### Requirement
Extract all lines in the data that contain the word "WHERE".
-- Given data follows --
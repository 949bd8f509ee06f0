//! `PostgreSQL` product store.
//!
//! Queries are built at runtime against the hosted `product_c` table; rows are
//! decoded into [`ProductRecord`] and mapped to [`Product`].

use async_trait::async_trait;
use chrono::Utc;
use sqlx::PgPool;
use tracing::debug;

use stockroom_core::{Product, ProductDraft, ProductId};

use super::records::{PRODUCT_COLUMNS, ProductRecord, storable_count};
use crate::error::{StoreError, StoreResult};
use crate::store::{ProductStore, validate_product_draft, validate_quantity};

/// Product store backed by the `product_c` table.
#[derive(Debug, Clone)]
pub struct PgProductStore {
    pool: PgPool,
}

impl PgProductStore {
    /// Create a product store over a connection pool.
    #[must_use]
    pub const fn new(pool: PgPool) -> Self {
        Self { pool }
    }

    async fn fetch_many(&self, sql: &str) -> StoreResult<Vec<Product>> {
        sqlx::query_as::<_, ProductRecord>(sql)
            .fetch_all(&self.pool)
            .await?
            .into_iter()
            .map(Product::try_from)
            .collect()
    }
}

fn not_found_or(record: Option<ProductRecord>, id: ProductId) -> StoreResult<Product> {
    record
        .ok_or_else(|| StoreError::product_not_found(id))
        .and_then(Product::try_from)
}

#[async_trait]
impl ProductStore for PgProductStore {
    async fn get_all(&self) -> StoreResult<Vec<Product>> {
        let sql = format!(r#"SELECT {PRODUCT_COLUMNS} FROM product_c ORDER BY "Id_c""#);
        self.fetch_many(&sql).await
    }

    async fn get_by_id(&self, id: ProductId) -> StoreResult<Product> {
        let sql = format!(r#"SELECT {PRODUCT_COLUMNS} FROM product_c WHERE "Id_c" = $1"#);
        let record = sqlx::query_as::<_, ProductRecord>(&sql)
            .bind(id.as_i32())
            .fetch_optional(&self.pool)
            .await?;
        not_found_or(record, id)
    }

    async fn create(&self, draft: ProductDraft) -> StoreResult<Product> {
        validate_product_draft(&draft)?;
        let now = Utc::now();
        let sql = format!(
            r#"
            INSERT INTO product_c ("name_c", "description_c", "sku_c", "category_c", "price_c",
                                   "quantity_c", "lowStockThreshold_c", "imageUrl_c",
                                   "createdAt_c", "updatedAt_c")
            VALUES ($1, $2, $3, $4, $5, $6, $7, $8, $9, $9)
            RETURNING {PRODUCT_COLUMNS}
            "#
        );
        let record = sqlx::query_as::<_, ProductRecord>(&sql)
            .bind(&draft.name)
            .bind(&draft.description)
            .bind(&draft.sku)
            .bind(&draft.category)
            .bind(draft.price)
            .bind(storable_count(draft.quantity, "quantity")?)
            .bind(storable_count(draft.low_stock_threshold, "threshold")?)
            .bind(&draft.image_url)
            .bind(now)
            .fetch_one(&self.pool)
            .await?;
        debug!(product_id = record.id, sku = %record.sku, "Product created");
        Product::try_from(record)
    }

    async fn update(&self, id: ProductId, draft: ProductDraft) -> StoreResult<Product> {
        validate_product_draft(&draft)?;
        let sql = format!(
            r#"
            UPDATE product_c
            SET "name_c" = $2, "description_c" = $3, "sku_c" = $4, "category_c" = $5,
                "price_c" = $6, "quantity_c" = $7, "lowStockThreshold_c" = $8,
                "imageUrl_c" = $9, "updatedAt_c" = $10
            WHERE "Id_c" = $1
            RETURNING {PRODUCT_COLUMNS}
            "#
        );
        let record = sqlx::query_as::<_, ProductRecord>(&sql)
            .bind(id.as_i32())
            .bind(&draft.name)
            .bind(&draft.description)
            .bind(&draft.sku)
            .bind(&draft.category)
            .bind(draft.price)
            .bind(storable_count(draft.quantity, "quantity")?)
            .bind(storable_count(draft.low_stock_threshold, "threshold")?)
            .bind(&draft.image_url)
            .bind(Utc::now())
            .fetch_optional(&self.pool)
            .await?;
        not_found_or(record, id)
    }

    async fn delete(&self, id: ProductId) -> StoreResult<()> {
        let result = sqlx::query(r#"DELETE FROM product_c WHERE "Id_c" = $1"#)
            .bind(id.as_i32())
            .execute(&self.pool)
            .await?;
        if result.rows_affected() == 0 {
            return Err(StoreError::product_not_found(id));
        }
        Ok(())
    }

    async fn update_quantity(&self, id: ProductId, quantity: i64) -> StoreResult<Product> {
        let quantity = storable_count(validate_quantity(quantity)?, "quantity")?;
        let sql = format!(
            r#"
            UPDATE product_c SET "quantity_c" = $2, "updatedAt_c" = $3
            WHERE "Id_c" = $1
            RETURNING {PRODUCT_COLUMNS}
            "#
        );
        let record = sqlx::query_as::<_, ProductRecord>(&sql)
            .bind(id.as_i32())
            .bind(quantity)
            .bind(Utc::now())
            .fetch_optional(&self.pool)
            .await?;
        not_found_or(record, id)
    }

    async fn low_stock(&self) -> StoreResult<Vec<Product>> {
        let sql = format!(
            r#"
            SELECT {PRODUCT_COLUMNS} FROM product_c
            WHERE "quantity_c" > 0 AND "quantity_c" <= "lowStockThreshold_c"
            ORDER BY "Id_c"
            "#
        );
        self.fetch_many(&sql).await
    }

    async fn categories(&self) -> StoreResult<Vec<String>> {
        let categories = sqlx::query_scalar::<_, String>(
            r#"SELECT DISTINCT "category_c" FROM product_c ORDER BY "category_c""#,
        )
        .fetch_all(&self.pool)
        .await?;
        Ok(categories)
    }
}
//! Integration tests for Stockroom.
//!
//! # Running Tests
//!
//! ```bash
//! cargo test -p stockroom-integration-tests
//! ```
//!
//! # Test Categories
//!
//! - `checkout_flow` - Cart to order, stock reconciliation, failure paths
//! - `order_lifecycle` - Status transitions and order queries
//! - `cart_persistence` - Cart and view mode across client restarts
//!
//! Everything runs against the in-memory stores. The fakes in this module
//! wrap them to inject backend failures.

use std::path::{Path, PathBuf};
use std::sync::atomic::{AtomicUsize, Ordering};

use async_trait::async_trait;
use rust_decimal::Decimal;

use stockroom_core::{Order, OrderDraft, OrderId, OrderStatus, Product, ProductDraft, ProductId};
use stockroom_storefront::store::{InMemoryProductStore, OrderStore, ProductStore};
use stockroom_storefront::{StoreError, StoreResult};

// =============================================================================
// Fixtures
// =============================================================================

/// A valid product draft.
#[must_use]
pub fn draft(sku: &str, price: Decimal, quantity: u32) -> ProductDraft {
    ProductDraft {
        name: format!("Product {sku}"),
        description: String::new(),
        sku: sku.to_owned(),
        category: "General".to_owned(),
        price,
        quantity,
        low_stock_threshold: 2,
        image_url: String::new(),
    }
}

/// A scratch directory removed on drop.
#[derive(Debug)]
pub struct TempDir {
    path: PathBuf,
}

impl TempDir {
    #[must_use]
    pub fn new() -> Self {
        let path = std::env::temp_dir().join(format!("stockroom-it-{}", uuid::Uuid::new_v4()));
        Self { path }
    }

    #[must_use]
    pub fn path(&self) -> &Path {
        &self.path
    }
}

impl Default for TempDir {
    fn default() -> Self {
        Self::new()
    }
}

impl Drop for TempDir {
    fn drop(&mut self) {
        let _ = std::fs::remove_dir_all(&self.path);
    }
}

// =============================================================================
// Fault-injecting stores
// =============================================================================

fn unavailable() -> StoreError {
    StoreError::Unavailable("injected failure".to_owned())
}

/// Order store whose every call fails. Counts create attempts.
#[derive(Debug, Default)]
pub struct FailingOrderStore {
    create_attempts: AtomicUsize,
}

impl FailingOrderStore {
    #[must_use]
    pub fn new() -> Self {
        Self::default()
    }

    #[must_use]
    pub fn create_attempts(&self) -> usize {
        self.create_attempts.load(Ordering::SeqCst)
    }
}

#[async_trait]
impl OrderStore for FailingOrderStore {
    async fn get_all(&self) -> StoreResult<Vec<Order>> {
        Err(unavailable())
    }

    async fn get_by_id(&self, _id: OrderId) -> StoreResult<Order> {
        Err(unavailable())
    }

    async fn create(&self, _draft: OrderDraft) -> StoreResult<Order> {
        self.create_attempts.fetch_add(1, Ordering::SeqCst);
        Err(unavailable())
    }

    async fn update_status(&self, _id: OrderId, _status: OrderStatus) -> StoreResult<Order> {
        Err(unavailable())
    }

    async fn delete(&self, _id: OrderId) -> StoreResult<()> {
        Err(unavailable())
    }

    async fn by_status(&self, _status: OrderStatus) -> StoreResult<Vec<Order>> {
        Err(unavailable())
    }

    async fn recent(&self, _limit: usize) -> StoreResult<Vec<Order>> {
        Err(unavailable())
    }
}

/// Product store that fails `update_quantity` for chosen products and
/// delegates everything else to an in-memory store.
#[derive(Debug)]
pub struct StockWriteFailures {
    inner: InMemoryProductStore,
    failing: Vec<ProductId>,
}

impl StockWriteFailures {
    #[must_use]
    pub const fn new(inner: InMemoryProductStore, failing: Vec<ProductId>) -> Self {
        Self { inner, failing }
    }

    #[must_use]
    pub const fn inner(&self) -> &InMemoryProductStore {
        &self.inner
    }
}

#[async_trait]
impl ProductStore for StockWriteFailures {
    async fn get_all(&self) -> StoreResult<Vec<Product>> {
        self.inner.get_all().await
    }

    async fn get_by_id(&self, id: ProductId) -> StoreResult<Product> {
        self.inner.get_by_id(id).await
    }

    async fn create(&self, draft: ProductDraft) -> StoreResult<Product> {
        self.inner.create(draft).await
    }

    async fn update(&self, id: ProductId, draft: ProductDraft) -> StoreResult<Product> {
        self.inner.update(id, draft).await
    }

    async fn delete(&self, id: ProductId) -> StoreResult<()> {
        self.inner.delete(id).await
    }

    async fn update_quantity(&self, id: ProductId, quantity: i64) -> StoreResult<Product> {
        if self.failing.contains(&id) {
            return Err(unavailable());
        }
        self.inner.update_quantity(id, quantity).await
    }

    async fn low_stock(&self) -> StoreResult<Vec<Product>> {
        self.inner.low_stock().await
    }

    async fn categories(&self) -> StoreResult<Vec<String>> {
        self.inner.categories().await
    }
}
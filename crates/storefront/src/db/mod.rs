//! `PostgreSQL` backend for the product and order stores.
//!
//! # Tables
//!
//! - `product_c` - Catalog, one row per product
//! - `order_c` - Placed orders, line items as JSONB
//!
//! Column names follow the hosted schema (`_c` suffix, camelCase); see
//! [`records`] for the mapping.
//!
//! # Migrations
//!
//! Migrations are stored in `crates/storefront/migrations/` and run via:
//! ```bash
//! cargo run -p stockroom-cli -- migrate
//! ```

pub mod orders;
pub mod products;
pub mod records;

pub use orders::PgOrderStore;
pub use products::PgProductStore;

use std::time::Duration;

use secrecy::ExposeSecret;
use sqlx::PgPool;
use sqlx::postgres::PgPoolOptions;

/// Create a `PostgreSQL` connection pool.
///
/// # Errors
///
/// Returns `sqlx::Error` if the connection cannot be established.
pub async fn create_pool(database_url: &secrecy::SecretString) -> Result<PgPool, sqlx::Error> {
    PgPoolOptions::new()
        .max_connections(5)
        .min_connections(1)
        .acquire_timeout(Duration::from_secs(10))
        .connect(database_url.expose_secret())
        .await
}
//! Status enums for orders and the client view preference.

use serde::{Deserialize, Serialize};

/// Order lifecycle status.
///
/// ```text
/// pending ──► processing ──► completed
///    │             │
///    └─────────────┴──────► cancelled
/// ```
///
/// `completed` and `cancelled` are terminal.
#[derive(Debug, Clone, Copy, PartialEq, Eq, Hash, Serialize, Deserialize, Default)]
#[serde(rename_all = "snake_case")]
pub enum OrderStatus {
    #[default]
    Pending,
    Processing,
    Completed,
    Cancelled,
}

impl OrderStatus {
    /// Every status, in lifecycle order.
    pub const ALL: [Self; 4] = [
        Self::Pending,
        Self::Processing,
        Self::Completed,
        Self::Cancelled,
    ];

    /// Returns the wire name of the status.
    #[must_use]
    pub const fn as_str(&self) -> &'static str {
        match self {
            Self::Pending => "pending",
            Self::Processing => "processing",
            Self::Completed => "completed",
            Self::Cancelled => "cancelled",
        }
    }

    /// Whether no further transitions are allowed from this status.
    #[must_use]
    pub const fn is_terminal(&self) -> bool {
        matches!(self, Self::Completed | Self::Cancelled)
    }

    /// Whether moving from `self` to `next` is a legal lifecycle step.
    #[must_use]
    pub const fn can_transition_to(&self, next: Self) -> bool {
        matches!(
            (self, next),
            (Self::Pending, Self::Processing | Self::Cancelled)
                | (Self::Processing, Self::Completed | Self::Cancelled)
        )
    }
}

impl std::fmt::Display for OrderStatus {
    fn fmt(&self, f: &mut std::fmt::Formatter<'_>) -> std::fmt::Result {
        f.write_str(self.as_str())
    }
}

impl std::str::FromStr for OrderStatus {
    type Err = String;

    fn from_str(s: &str) -> Result<Self, Self::Err> {
        match s {
            "pending" => Ok(Self::Pending),
            "processing" => Ok(Self::Processing),
            "completed" => Ok(Self::Completed),
            "cancelled" => Ok(Self::Cancelled),
            _ => Err(format!("invalid order status: {s}")),
        }
    }
}

/// Which face of the app the client is using.
///
/// Persisted in client storage; managers see the dashboard and inventory
/// tools, customers see the catalog and cart.
#[derive(Debug, Clone, Copy, PartialEq, Eq, Hash, Serialize, Deserialize, Default)]
#[serde(rename_all = "snake_case")]
pub enum ViewMode {
    #[default]
    Customer,
    Manager,
}

impl std::fmt::Display for ViewMode {
    fn fmt(&self, f: &mut std::fmt::Formatter<'_>) -> std::fmt::Result {
        match self {
            Self::Customer => write!(f, "customer"),
            Self::Manager => write!(f, "manager"),
        }
    }
}

impl std::str::FromStr for ViewMode {
    type Err = String;

    fn from_str(s: &str) -> Result<Self, Self::Err> {
        match s {
            "customer" => Ok(Self::Customer),
            "manager" => Ok(Self::Manager),
            _ => Err(format!("invalid view mode: {s}")),
        }
    }
}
-- Given data concluded --
### Solution to the problem
        let sql = format!(r#"SELECT {PRODUCT_COLUMNS} FROM product_c WHERE "Id_c" = $1"#);
            WHERE "Id_c" = $1
        let result = sqlx::query(r#"DELETE FROM product_c WHERE "Id_c" = $1"#)
            WHERE "Id_c" = $1
            WHERE "quantity_c" > 0 AND "quantity_c" <= "lowStockThreshold_c"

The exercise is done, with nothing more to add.